[<prev] [next>] [<thread-prev] [thread-next>] [day] [month] [year] [list]
Message-ID: <xm26mtlmpvox.fsf@google.com>
Date: Mon, 29 Nov 2021 12:13:02 -0800
From: Benjamin Segall <bsegall@...gle.com>
To: Honglei Wang <wanghonglei@...ichuxing.com>,
Huaixin Chang <changhuaixin@...ux.alibaba.com>
Cc: Ingo Molnar <mingo@...hat.com>,
Peter Zijlstra <peterz@...radead.org>,
Juri Lelli <juri.lelli@...hat.com>,
Vincent Guittot <vincent.guittot@...aro.org>,
Dietmar Eggemann <dietmar.eggemann@....com>,
Steven Rostedt <rostedt@...dmis.org>,
"Mel Gorman" <mgorman@...e.de>,
Daniel Bristot de Oliveira <bristot@...hat.com>,
<linux-kernel@...r.kernel.org>, <jameshongleiwang@....com>
Subject: Re: [PATCH] sched/fair: prevent cpu burst too many periods
Honglei Wang <wanghonglei@...ichuxing.com> writes:
> Tasks might get more cpu than quota in persistent periods due to the
> cpu burst introduced by commit f4183717b370 ("sched/fair: Introduce the
> burstable CFS controller").
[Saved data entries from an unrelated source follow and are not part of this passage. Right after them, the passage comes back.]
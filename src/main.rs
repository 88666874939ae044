//! Headless driver.
//!
//! Runs a scripted gesture sequence against a simulation and logs throughput.
//!
//! ```text
//! handfield [config.json] [frames]
//! ```

use std::env;
use std::error::Error;
use std::f32::consts::TAU;

use env_logger::{Builder, Env};
use handfield::prelude::*;
use log::{error, info};

const DEFAULT_FRAMES: u64 = 1_200;
const PHASE_FRAMES: u64 = 90;

/// Hand reading for `frame` of the demo script.
///
/// The palm circles the cloud while the gesture steps through every mode.
fn scripted_reading(frame: u64) -> HandReading {
    let angle = frame as f32 / 240.0 * TAU;
    let palm = Vec3::new(angle.cos() * 0.8, angle.sin() * 0.5, 0.3);

    match (frame / PHASE_FRAMES) % 9 {
        0 => HandReading::at(palm, Gesture::None),
        1 => HandReading::at(palm, Gesture::Open),
        2 => HandReading::at(palm, Gesture::Fist),
        3 => HandReading::at(palm, Gesture::Open),
        4 => {
            let tips: Vec<Vec3> = (0..5)
                .map(|k| palm + Vec3::new(-0.2 + 0.1 * k as f32, 0.25, 0.0))
                .collect();
            HandReading::at(palm, Gesture::Pinch).with_fingertips(tips)
        }
        5 => {
            let reading = HandReading::at(palm, Gesture::Swipe);
            if frame % PHASE_FRAMES == 0 {
                reading.with_swipe(Vec2::new(0.02, -0.005))
            } else {
                reading
            }
        }
        6 => {
            let hold = (frame % PHASE_FRAMES) as f32 / (PHASE_FRAMES / 2) as f32;
            HandReading::at(palm, Gesture::Peace).with_hold(hold)
        }
        7 => HandReading::at(palm, Gesture::Repel),
        _ => HandReading::absent(),
    }
}

fn run() -> Result<(), Box<dyn Error>> {
    let mut args = env::args().skip(1);

    let config = match args.next() {
        Some(path) => {
            info!("loading config from {}", path);
            SimulationConfig::load(&path)?
        }
        None => SimulationConfig::default(),
    };
    let frames = match args.next() {
        Some(raw) => raw.parse::<u64>()?,
        None => DEFAULT_FRAMES,
    };

    let mut sim = Simulation::new(config)?;
    let mut clock = FrameClock::new();
    let mut vertices: Vec<ParticleVertex> = Vec::new();

    for frame in 0..frames {
        if let Some(event) = sim.set_hand(scripted_reading(frame)) {
            info!("frame {}: {:?}", frame, event);
        }
        sim.tick();
        sim.store().write_vertices(&mut vertices);
        clock.tick();

        if clock.frame() % 60 == 0 {
            info!(
                "frame {:>5} | {:>7.1} fps | pass {:>3.0}% | drift {:.4} | {} | explosion {:.2}",
                clock.frame(),
                clock.fps(),
                sim.progress() * 100.0,
                sim.store().mean_displacement(),
                sim.formation().name(),
                sim.hand().explosion_force(),
            );
        }
    }

    info!(
        "ran {} frames of {} particles in {:.2}s",
        frames,
        sim.particle_count(),
        clock.elapsed()
    );
    Ok(())
}

fn main() {
    Builder::from_env(Env::default().default_filter_or("info")).init();

    if let Err(e) = run() {
        error!("{}", e);
        std::process::exit(1);
    }
}
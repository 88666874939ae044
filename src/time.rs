//! Wall-clock frame timing for the host loop.
//!
//! The physics itself runs on a tick counter and never reads the wall clock;
//! [`FrameClock`] only measures how fast the host is calling
//! [`Simulation::tick`](crate::Simulation::tick).
//!
//! # Example
//!
//! ```ignore
//! let mut clock = FrameClock::new();
//! loop {
//!     sim.tick();
//!     clock.tick();
//!     if clock.frame() % 60 == 0 {
//!         log::info!("{:.1} fps", clock.fps());
//!     }
//! }
//! ```

use std::time::{Duration, Instant};

/// Frame counter with elapsed time, delta and a periodically refreshed FPS.
#[derive(Debug)]
pub struct FrameClock {
    start: Instant,
    last_frame: Instant,
    delta_secs: f32,
    frame_count: u64,
    fps: f32,
    fps_frame_count: u64,
    fps_update_time: Instant,
    /// How often the FPS estimate is refreshed.
    fps_update_interval: Duration,
}

impl FrameClock {
    /// Start a clock at the current instant.
    pub fn new() -> Self {
        let now = Instant::now();
        Self {
            start: now,
            last_frame: now,
            delta_secs: 0.0,
            frame_count: 0,
            fps: 0.0,
            fps_frame_count: 0,
            fps_update_time: now,
            fps_update_interval: Duration::from_millis(500),
        }
    }

    /// Mark the end of a frame. Returns the frame's duration in seconds.
    pub fn tick(&mut self) -> f32 {
        let now = Instant::now();
        self.delta_secs = now.duration_since(self.last_frame).as_secs_f32();
        self.last_frame = now;
        self.frame_count += 1;

        let since = now.duration_since(self.fps_update_time);
        if since >= self.fps_update_interval {
            let frames = self.frame_count - self.fps_frame_count;
            self.fps = frames as f32 / since.as_secs_f32();
            self.fps_frame_count = self.frame_count;
            self.fps_update_time = now;
        }

        self.delta_secs
    }

    /// Seconds since the clock started.
    #[inline]
    pub fn elapsed(&self) -> f32 {
        self.last_frame.duration_since(self.start).as_secs_f32()
    }

    /// Duration of the last frame in seconds.
    #[inline]
    pub fn delta(&self) -> f32 {
        self.delta_secs
    }

    /// Frames counted so far.
    #[inline]
    pub fn frame(&self) -> u64 {
        self.frame_count
    }

    /// Most recent FPS estimate. Zero until the first refresh interval passes.
    #[inline]
    pub fn fps(&self) -> f32 {
        self.fps
    }

    /// Restart from zero at the current instant.
    pub fn reset(&mut self) {
        *self = Self::new();
    }
}

impl Default for FrameClock {
    fn default() -> Self {
        Self::new()
    }
}

#[cfg(test)]
mod tests {
    use super::*;
    use std::thread;

    #[test]
    fn test_clock_new() {
        let clock = FrameClock::new();
        assert_eq!(clock.frame(), 0);
        assert_eq!(clock.fps(), 0.0);
    }

    #[test]
    fn test_clock_tick() {
        let mut clock = FrameClock::new();
        thread::sleep(Duration::from_millis(10));
        let delta = clock.tick();

        assert!(delta > 0.0);
        assert!(clock.elapsed() > 0.0);
        assert_eq!(clock.frame(), 1);
    }

    #[test]
    fn test_fps_refresh() {
        let mut clock = FrameClock::new();
        clock.fps_update_interval = Duration::from_millis(5);
        thread::sleep(Duration::from_millis(10));
        clock.tick();
        assert!(clock.fps() > 0.0);
    }

    #[test]
    fn test_reset() {
        let mut clock = FrameClock::new();
        clock.tick();
        clock.reset();
        assert_eq!(clock.frame(), 0);
    }
}
impl Formation {
    /// Layered sphere with eight shells.
    pub fn shells() -> Self {
        Formation::Shells {
            radius: 1.4,
            layers: 8,
            spacing: 0.085,
            jitter: 0.12,
        }
    }

    /// Three-arm galaxy.
    pub fn galaxy() -> Self {
        Formation::Galaxy {
            arms: 3,
            radius: 2.2,
            core: 0.1,
            twist: 3.5,
            spread: 0.4,
            thickness: 0.15,
        }
    }

    /// Double helix.
    pub fn helix() -> Self {
        Formation::Helix {
            strands: 2,
            height: 4.0,
            turns: 6.0,
            radius: 0.6,
            ripple: 0.1,
        }
    }

    /// Ten-turn vortex funnel.
    pub fn vortex() -> Self {
        Formation::Vortex {
            inner: 0.2,
            growth: 2.0,
            height: 3.0,
            turns: 10.0,
            spread: 0.15,
        }
    }

    /// Short lowercase name, used in logs.
    pub fn name(&self) -> &'static str {
        match self {
            Formation::Sphere { .. } => "sphere",
            Formation::Shells { .. } => "shells",
            Formation::Galaxy { .. } => "galaxy",
            Formation::Helix { .. } => "helix",
            Formation::Vortex { .. } => "vortex",
        }
    }

    /// Reject parameters that collapse or cannot be evaluated.
    pub fn validate(&self) -> Result<(), ConfigError> {
        match *self {
            Formation::Sphere { radius } => positive(radius, "sphere radius must be positive"),
            Formation::Shells {
                radius,
                layers,
                spacing,
                jitter,
            } => {
                positive(radius, "shell radius must be positive")?;
                if layers == 0 {
                    return Err(ConfigError::InvalidFormation("shells need at least one layer"));
                }
                non_negative(spacing, "shell spacing must not be negative")?;
                non_negative(jitter, "shell jitter must not be negative")
            }
            Formation::Galaxy {
                arms,
                radius,
                core,
                twist,
                spread,
                thickness,
            } => {
                if arms == 0 {
                    return Err(ConfigError::InvalidFormation("galaxy needs at least one arm"));
                }
                positive(radius, "galaxy radius must be positive")?;
                non_negative(core, "galaxy core must not be negative")?;
                finite(twist, "galaxy twist must be finite")?;
                non_negative(spread, "galaxy spread must not be negative")?;
                non_negative(thickness, "galaxy thickness must not be negative")
            }
            Formation::Helix {
                strands,
                height,
                turns,
                radius,
                ripple,
            } => {
                if strands == 0 {
                    return Err(ConfigError::InvalidFormation("helix needs at least one strand"));
                }
                positive(height, "helix height must be positive")?;
                finite(turns, "helix turns must be finite")?;
                positive(radius, "helix radius must be positive")?;
                non_negative(ripple, "helix ripple must not be negative")
            }
            Formation::Vortex {
                inner,
                growth,
                height,
                turns,
                spread,
            } => {
                non_negative(inner, "vortex inner radius must not be negative")?;
                positive(inner + growth, "vortex must have a positive outer radius")?;
                positive(height, "vortex height must be positive")?;
                finite(turns, "vortex turns must be finite")?;
                non_negative(spread, "vortex spread must not be negative")
            }
        }
    }

    /// Rest position of particle `i` out of `n`.
    pub fn origin(&self, i: usize, n: usize) -> Vec3 {
        let progress = i as f32 / n.max(1) as f32;

        match *self {
            Formation::Sphere { radius } => golden_spiral(i, n) * radius,

            Formation::Shells {
                radius,
                layers,
                spacing,
                jitter,
            } => {
                let layers = layers.max(1) as usize;
                let layer = i % layers;
                let slot = i / layers;
                let slots = (n / layers).max(1);
                let y = (1.0 - 2.0 * slot as f32 / slots as f32).clamp(-1.0, 1.0);
                let ring = (1.0 - y * y).max(0.0).sqrt();
                let theta = spiral_angle(slot);
                let r = radius + layer as f32 * spacing + scatter01(i, 1) * jitter;
                Vec3::new(theta.cos() * ring, y, theta.sin() * ring) * r
            }

            Formation::Galaxy {
                arms,
                radius,
                core,
                twist,
                spread,
                thickness,
            } => {
                let arms = arms.max(1);
                let arm = (i % arms as usize) as f32;
                let r = progress * radius + core;
                let angle = arm / arms as f32 * TAU + r * twist;
                let lateral = (1.0 - progress) * spread + GALAXY_MIN_SPREAD;
                Vec3::new(
                    angle.cos() * r + centered(i, 2) * lateral,
                    centered(i, 3) * thickness * (1.0 - progress * 0.8),
                    angle.sin() * r + centered(i, 4) * lateral,
                )
            }

            Formation::Helix {
                strands,
                height,
                turns,
                radius,
                ripple,
            } => {
                let strands = strands.max(1);
                let strand = (i % strands as usize) as f32;
                let angle = progress * turns * TAU + strand * TAU / strands as f32;
                let r = radius + (progress * PI * 3.0).sin() * ripple;
                Vec3::new(
                    angle.cos() * r + centered(i, 5) * HELIX_JITTER,
                    (progress - 0.5) * height,
                    angle.sin() * r + centered(i, 6) * HELIX_JITTER,
                )
            }

            Formation::Vortex {
                inner,
                growth,
                height,
                turns,
                spread,
            } => {
                let r = inner + progress * growth;
                let angle = progress * turns * TAU;
                let scatter = r * spread;
                Vec3::new(
                    angle.cos() * r + centered(i, 7) * scatter,
                    (progress - 0.5) * height,
                    angle.sin() * r + centered(i, 8) * scatter,
                )
            }
        }
    }

    /// Compute all `n` origins.
    pub fn build(&self, n: usize) -> Vec<Vec3> {
        (0..n).map(|i| self.origin(i, n)).collect()
    }

    /// Overwrite `out` with this formation's origins, using `out.len()` as `n`.
    pub fn fill(&self, out: &mut [Vec3]) {
        let n = out.len();
        for (i, slot) in out.iter_mut().enumerate() {
            *slot = self.origin(i, n);
        }
    }
}
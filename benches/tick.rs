//! Benchmarks for the per-frame physics cost.
//!
//! Run with: `cargo bench`

use criterion::{black_box, criterion_group, criterion_main, BenchmarkId, Criterion};
use handfield::forces::{net_force, ParticleSample};
use handfield::prelude::*;
use handfield::HandState;

fn session(count: usize) -> Simulation {
    let mut sim = Simulation::new(
        SimulationConfig::default()
            .with_particle_count(count)
            .with_chunk_size(25_000),
    )
    .unwrap();
    sim.set_hand(
        HandReading::at(Vec3::new(0.4, 0.2, 0.1), Gesture::Open)
            .with_fingertips([Vec3::new(0.4, 0.5, 0.1); 5]),
    );
    sim
}

fn bench_tick(c: &mut Criterion) {
    let mut group = c.benchmark_group("tick");

    // Per-tick cost should stay flat as the count grows.
    for count in [15_000usize, 100_000, 400_000] {
        group.bench_with_input(BenchmarkId::new("open_hand", count), &count, |b, &count| {
            let mut sim = session(count);
            b.iter(|| black_box(sim.tick()))
        });
    }

    group.bench_function("no_hand_100k", |b| {
        let mut sim = session(100_000);
        sim.set_hand(HandReading::absent());
        b.iter(|| black_box(sim.tick()))
    });

    group.finish();
}

fn bench_net_force(c: &mut Criterion) {
    let mut group = c.benchmark_group("net_force");
    let forces = ForceConfig::default();
    let particle = ParticleSample {
        index: 17,
        position: Vec3::new(0.3, -0.8, 1.1),
        velocity: Vec3::new(0.01, 0.0, -0.02),
        origin: Vec3::new(0.3, -0.9, 1.2),
    };

    for gesture in [Gesture::Open, Gesture::Fist, Gesture::Peace, Gesture::Repel] {
        let mut hand = HandState::new();
        hand.apply(HandReading::at(Vec3::new(0.5, 0.0, 0.0), gesture), &forces);
        group.bench_function(gesture.name(), |b| {
            b.iter(|| black_box(net_force(black_box(&particle), &hand, 100.0, &forces)))
        });
    }

    group.finish();
}

fn bench_rebuild(c: &mut Criterion) {
    let mut sim = session(100_000);
    c.bench_function("rebuild_shells_100k", |b| {
        b.iter(|| sim.set_formation(black_box(Formation::shells())).unwrap())
    });
}

criterion_group!(benches, bench_tick, bench_net_force, bench_rebuild);
criterion_main!(benches);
For example, one task group whose quota is
> 100ms per period and can get 100ms burst, and its avg utilization is
> around 105ms per period. Once this group gets a free period which
> leaves enough runtime, it has a chance to get computting power more
> than its quota for 10 periods or more in common bandwidth configuration
> (say, 100ms as period). It means tasks can 'steal' the bursted power to
> do daily jobs because all tasks could be scheduled out or sleep to help
> the group get free periods.
>
> I believe the purpose of cpu burst is to help handling bursty worklod.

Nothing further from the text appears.